Dust from the parking lot seems to whip up easily. It’s carried across from the other side, where only a Giant Eagle stands, and collects near two vacant buildings that straddle an empty gravel plot where an outline traces the mall that once helped attract more customers.

If anything, May, 23, who graduated from Youngstown State University in the spring with a bachelor’s degree in marketing management, has his work cut out for him.

The 700-square-foot building that he plans to open in early 2013 got its start as a Perkins restaurant in the late ’70s.

After that, it was passed on from owner to owner, all of whom ran the restaurant with varying degrees of success.

But over the years, as Brookfield has changed, so too has the restaurant industry and what will be May’s seemingly endless competition, with an abundance of franchises and independent restaurants in nearby places such as Hubbard, Niles and across the state line in Pennsylvania.

For May, though, it’s a challenge he’s up for. There’s more to the story that has kept him and his business partner, Jason Rodriguez, working long hours renovating the building for the past two months straight.

“This was always in the cards — it’s always been a deeply rooted passion of mine, stemming from my mom, Deborah May,” he said. “She basically instilled in me that food isn’t just food. When you’re sitting down for a meal, there’s a lot of love involved: Conversation is a part of the meal; that’s where we got the concept for the name.”

Breaking Bread, as it will be called, became a reality about three years ago when May was a pre-med student at Case Western Reserve University in Cleveland.

“I actually went to Case to be a doctor. I always had the mind for it — I loved it,” May said. “Biology, chemistry: It was my thing. The grades came natural, and I really felt I was born to be a doctor.

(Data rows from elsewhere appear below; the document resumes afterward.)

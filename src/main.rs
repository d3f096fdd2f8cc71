//! farecard-sim - scripted fare card demonstration
//!
//! Drives a card through top-up, touch-in, and touch-out against the
//! configured station roster, then prints the journey history as JSON.
//!
//! Module structure:
//! - `domain/` - Core card types (Station, Journey, Amount, FarePolicy)
//! - `services/` - Business logic (Card, JourneyTracker)
//! - `infra/` - Infrastructure (Config)

use clap::Parser;
use farecard::domain::Amount;
use farecard::infra::Config;
use farecard::services::Card;
use tracing::info;
use tracing_subscriber::fmt::time::UtcTime;
use tracing_subscriber::EnvFilter;

/// farecard-sim - stored-value card ride simulator
#[derive(Parser, Debug)]
#[command(name = "farecard-sim", version, about)]
struct Args {
    /// Path to TOML configuration file
    #[arg(short, long, default_value = "config/card.toml")]
    config: String,

    /// Amount loaded onto the card before riding
    #[arg(short, long, default_value_t = 20)]
    top_up: i64,

    /// Number of rides across the station roster
    #[arg(short, long, default_value_t = 2)]
    rides: usize,

    /// Finish with a touch-out that was never touched in
    #[arg(long)]
    penalty: bool,
}

fn main() -> anyhow::Result<()> {
    // Initialize structured logging with configurable level via RUST_LOG env var
    // Default: INFO, use RUST_LOG=debug for full event visibility
    let filter = EnvFilter::try_from_default_env().unwrap_or_else(|_| EnvFilter::new("info"));

    tracing_subscriber::fmt()
        .with_env_filter(filter)
        .with_timer(UtcTime::rfc_3339())
        .with_target(false)
        .init();

    info!("farecard-sim starting");

    let args = Args::parse();

    let config = Config::load_from_path(&args.config);
    let policy = config.fare_policy();

    info!(
        config_file = %config.config_file(),
        maximum_balance = %policy.maximum_balance,
        minimum_fare = %policy.minimum_fare,
        penalty_fare = %policy.penalty_fare,
        stations = ?config.stations().iter().map(|s| s.name()).collect::<Vec<_>>(),
        "config_loaded"
    );

    let mut card = Card::with_policy(policy);
    card.top_up(Amount(args.top_up))?;

    // Ride back and forth over consecutive roster pairs.
    let stations = config.stations();
    for ride in 0..args.rides {
        let entry = &stations[ride % stations.len()];
        let exit = &stations[(ride + 1) % stations.len()];
        card.touch_in(entry)?;
        card.touch_out(exit);
    }

    if args.penalty {
        // Rider walks out a gate they never entered through.
        let exit = &stations[args.rides % stations.len()];
        card.touch_out(exit);
    }

    println!("{}", serde_json::to_string_pretty(card.journey().history())?);
    println!("final balance: {}", card.balance());

    Ok(())
}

“But right after my mother’s death, I got a real bad taste in my mouth for hospitals and patients,” he added. “The next best thing was marketing. I’m a people person.”

By his junior year at YSU, May knew the food and beverage business was for him.

Now, he describes his decision to lease the property at 7317 Warren-Sharon Road as “100 percent inspired” by his mother, who died of a rare kidney disease. It will be, May said, “her legacy living.”

With the help of his father, also named Tim, who owns Mr. T’s Heart of Gold and Diamonds, a jewelry shop in Niles, and Rodriguez, who responded to an ad on Craigslist, May is bringing the retro diner into 2012.

When Breaking Bread opens, both May and Rodriguez estimate the total investment will stand at $50,000.

The focus will be on a quality dining experience for those in Brookfield and the surrounding area, serving “Americana, with some definite Italian staples,” as May explains it.

The two men are aiming to open in January. Most of the repairs on the building, still in good working order, were small, cleaning up after years in disrepair, painting walls to match this era and replacing light fixtures.

When asked if he was concerned about meeting the unprofitable fates of the owners who came before him, May was forthright.

“You can have great food and great service, but if you don’t have the manager to make sure the money is counted, things are clean and everyone is working to open the same exact way the next day — then you won’t be able to keep the doors open,” he said.

For now though, Rodriguez is helping to temper May’s candor.

He looks forward to “seeing the first customer walk through the door, because people are anxious for something new in Brookfield, and we can’t wait to give them that.”